=== BRIEF ===
Could you write out the lines below exactly, beginning with the first and finishing with the one that contains "let connection = ctx.pool.get().map_err(|_|"?

Collected data entries
+++
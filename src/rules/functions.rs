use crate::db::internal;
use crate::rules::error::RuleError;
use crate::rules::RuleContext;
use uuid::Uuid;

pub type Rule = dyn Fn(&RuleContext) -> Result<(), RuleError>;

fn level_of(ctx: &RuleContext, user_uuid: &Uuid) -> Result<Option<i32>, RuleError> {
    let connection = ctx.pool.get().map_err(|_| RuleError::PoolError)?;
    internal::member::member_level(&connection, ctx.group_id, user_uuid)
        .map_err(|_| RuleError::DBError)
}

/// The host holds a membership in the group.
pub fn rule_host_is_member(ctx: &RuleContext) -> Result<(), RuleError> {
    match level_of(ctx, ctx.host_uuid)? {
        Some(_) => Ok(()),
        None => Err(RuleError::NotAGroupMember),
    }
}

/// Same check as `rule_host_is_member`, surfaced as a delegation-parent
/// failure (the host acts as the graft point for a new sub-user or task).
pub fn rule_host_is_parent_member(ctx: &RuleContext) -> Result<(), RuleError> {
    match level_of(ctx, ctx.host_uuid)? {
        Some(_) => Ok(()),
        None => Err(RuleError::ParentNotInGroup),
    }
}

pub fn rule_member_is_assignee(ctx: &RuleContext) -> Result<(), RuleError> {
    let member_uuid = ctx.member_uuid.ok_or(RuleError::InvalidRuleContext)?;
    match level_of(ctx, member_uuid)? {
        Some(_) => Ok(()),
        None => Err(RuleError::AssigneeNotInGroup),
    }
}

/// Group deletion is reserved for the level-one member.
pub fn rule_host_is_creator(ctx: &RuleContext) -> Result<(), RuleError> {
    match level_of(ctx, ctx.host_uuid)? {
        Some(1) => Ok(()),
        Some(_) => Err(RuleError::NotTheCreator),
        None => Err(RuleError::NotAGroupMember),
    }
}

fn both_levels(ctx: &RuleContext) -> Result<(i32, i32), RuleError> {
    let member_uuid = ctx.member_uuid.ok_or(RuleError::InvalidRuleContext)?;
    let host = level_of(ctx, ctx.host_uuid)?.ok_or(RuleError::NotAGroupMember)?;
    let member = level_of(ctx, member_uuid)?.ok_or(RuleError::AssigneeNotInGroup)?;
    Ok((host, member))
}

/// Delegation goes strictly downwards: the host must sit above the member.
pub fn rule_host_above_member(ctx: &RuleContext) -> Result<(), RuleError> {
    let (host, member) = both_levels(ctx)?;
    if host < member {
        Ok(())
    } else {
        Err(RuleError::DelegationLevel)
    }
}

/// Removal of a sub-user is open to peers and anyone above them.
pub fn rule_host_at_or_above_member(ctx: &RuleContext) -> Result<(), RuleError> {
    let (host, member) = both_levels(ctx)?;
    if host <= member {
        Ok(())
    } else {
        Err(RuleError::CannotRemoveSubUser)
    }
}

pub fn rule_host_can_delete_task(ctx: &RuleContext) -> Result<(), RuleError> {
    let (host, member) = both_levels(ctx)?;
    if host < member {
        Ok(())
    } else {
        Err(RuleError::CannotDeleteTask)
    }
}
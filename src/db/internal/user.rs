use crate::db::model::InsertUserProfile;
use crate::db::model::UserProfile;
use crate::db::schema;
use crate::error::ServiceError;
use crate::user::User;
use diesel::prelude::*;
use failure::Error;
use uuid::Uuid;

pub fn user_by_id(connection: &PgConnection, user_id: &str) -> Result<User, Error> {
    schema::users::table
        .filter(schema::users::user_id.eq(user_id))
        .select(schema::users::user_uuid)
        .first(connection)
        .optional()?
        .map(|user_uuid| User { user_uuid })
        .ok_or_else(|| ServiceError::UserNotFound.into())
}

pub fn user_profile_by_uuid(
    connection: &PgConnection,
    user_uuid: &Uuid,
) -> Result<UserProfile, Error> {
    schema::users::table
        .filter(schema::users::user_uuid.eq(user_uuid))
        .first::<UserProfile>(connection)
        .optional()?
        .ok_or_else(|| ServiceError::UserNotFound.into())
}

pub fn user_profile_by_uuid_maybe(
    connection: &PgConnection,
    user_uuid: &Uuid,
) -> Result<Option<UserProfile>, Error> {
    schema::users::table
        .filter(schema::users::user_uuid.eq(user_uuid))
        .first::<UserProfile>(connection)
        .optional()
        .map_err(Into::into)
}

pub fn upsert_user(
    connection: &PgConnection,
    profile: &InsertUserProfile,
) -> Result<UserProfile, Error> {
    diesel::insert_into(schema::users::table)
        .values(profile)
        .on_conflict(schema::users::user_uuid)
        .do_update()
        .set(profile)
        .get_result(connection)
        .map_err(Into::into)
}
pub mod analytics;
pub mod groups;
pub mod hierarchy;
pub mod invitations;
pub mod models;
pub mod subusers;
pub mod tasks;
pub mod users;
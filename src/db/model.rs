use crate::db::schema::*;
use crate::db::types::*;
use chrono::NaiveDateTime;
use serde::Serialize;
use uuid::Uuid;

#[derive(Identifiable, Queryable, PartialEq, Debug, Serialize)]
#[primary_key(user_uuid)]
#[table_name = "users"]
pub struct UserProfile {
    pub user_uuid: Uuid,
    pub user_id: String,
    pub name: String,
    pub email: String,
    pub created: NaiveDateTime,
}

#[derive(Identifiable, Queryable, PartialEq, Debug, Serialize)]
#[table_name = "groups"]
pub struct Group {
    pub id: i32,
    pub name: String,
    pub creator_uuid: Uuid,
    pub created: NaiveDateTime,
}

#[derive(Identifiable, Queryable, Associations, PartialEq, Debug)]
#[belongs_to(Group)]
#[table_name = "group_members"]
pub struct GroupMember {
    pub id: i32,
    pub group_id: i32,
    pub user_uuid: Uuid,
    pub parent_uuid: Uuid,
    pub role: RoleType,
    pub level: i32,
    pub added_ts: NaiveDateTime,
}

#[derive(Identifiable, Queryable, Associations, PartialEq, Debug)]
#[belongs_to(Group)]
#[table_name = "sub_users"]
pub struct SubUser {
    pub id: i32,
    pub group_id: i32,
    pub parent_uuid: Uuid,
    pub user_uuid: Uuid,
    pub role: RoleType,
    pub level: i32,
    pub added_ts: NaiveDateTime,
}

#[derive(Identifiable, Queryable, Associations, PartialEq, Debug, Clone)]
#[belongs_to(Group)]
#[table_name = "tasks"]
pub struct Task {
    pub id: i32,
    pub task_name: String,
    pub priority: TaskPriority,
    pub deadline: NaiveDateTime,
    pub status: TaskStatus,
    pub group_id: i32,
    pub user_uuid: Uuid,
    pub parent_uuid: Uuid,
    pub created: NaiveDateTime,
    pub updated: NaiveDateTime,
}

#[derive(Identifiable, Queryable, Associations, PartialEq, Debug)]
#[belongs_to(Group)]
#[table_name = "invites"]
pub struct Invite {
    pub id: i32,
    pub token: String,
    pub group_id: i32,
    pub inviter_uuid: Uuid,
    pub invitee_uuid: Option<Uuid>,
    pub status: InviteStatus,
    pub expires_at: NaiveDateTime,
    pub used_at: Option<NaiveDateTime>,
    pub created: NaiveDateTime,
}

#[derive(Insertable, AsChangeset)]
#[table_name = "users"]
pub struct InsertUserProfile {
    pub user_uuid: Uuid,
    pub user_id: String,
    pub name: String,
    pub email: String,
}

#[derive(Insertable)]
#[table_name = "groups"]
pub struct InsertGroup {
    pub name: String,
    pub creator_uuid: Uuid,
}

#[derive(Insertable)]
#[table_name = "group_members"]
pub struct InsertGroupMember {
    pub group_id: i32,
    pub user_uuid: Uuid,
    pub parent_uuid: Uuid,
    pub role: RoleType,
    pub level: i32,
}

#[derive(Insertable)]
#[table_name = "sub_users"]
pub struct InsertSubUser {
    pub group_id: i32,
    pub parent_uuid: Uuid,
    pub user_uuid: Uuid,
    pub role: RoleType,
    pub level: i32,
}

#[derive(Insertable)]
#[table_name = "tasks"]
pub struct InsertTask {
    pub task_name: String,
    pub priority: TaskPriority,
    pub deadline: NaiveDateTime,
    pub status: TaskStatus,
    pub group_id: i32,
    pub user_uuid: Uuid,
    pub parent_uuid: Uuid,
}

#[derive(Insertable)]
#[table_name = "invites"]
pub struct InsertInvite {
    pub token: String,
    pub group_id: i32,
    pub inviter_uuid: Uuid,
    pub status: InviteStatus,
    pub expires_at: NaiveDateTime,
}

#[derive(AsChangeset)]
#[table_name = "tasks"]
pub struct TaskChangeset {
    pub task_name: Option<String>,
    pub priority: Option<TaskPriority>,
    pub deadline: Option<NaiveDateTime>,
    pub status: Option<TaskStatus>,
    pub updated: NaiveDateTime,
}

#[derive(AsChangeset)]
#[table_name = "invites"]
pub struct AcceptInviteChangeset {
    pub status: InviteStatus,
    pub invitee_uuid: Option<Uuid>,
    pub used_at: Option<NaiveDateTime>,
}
+++
=== WRITTEN ANSWER ===
filename src/rules/functions.rs
use crate::db::internal;
use crate::rules::error::RuleError;
use crate::rules::RuleContext;
use uuid::Uuid;

pub type Rule = dyn Fn(&RuleContext) -> Result<(), RuleError>;

fn level_of(ctx: &RuleContext, user_uuid: &Uuid) -> Result<Option<i32>, RuleError> {
    let connection = ctx.pool.get().map_err(|_| RuleError::PoolError)?;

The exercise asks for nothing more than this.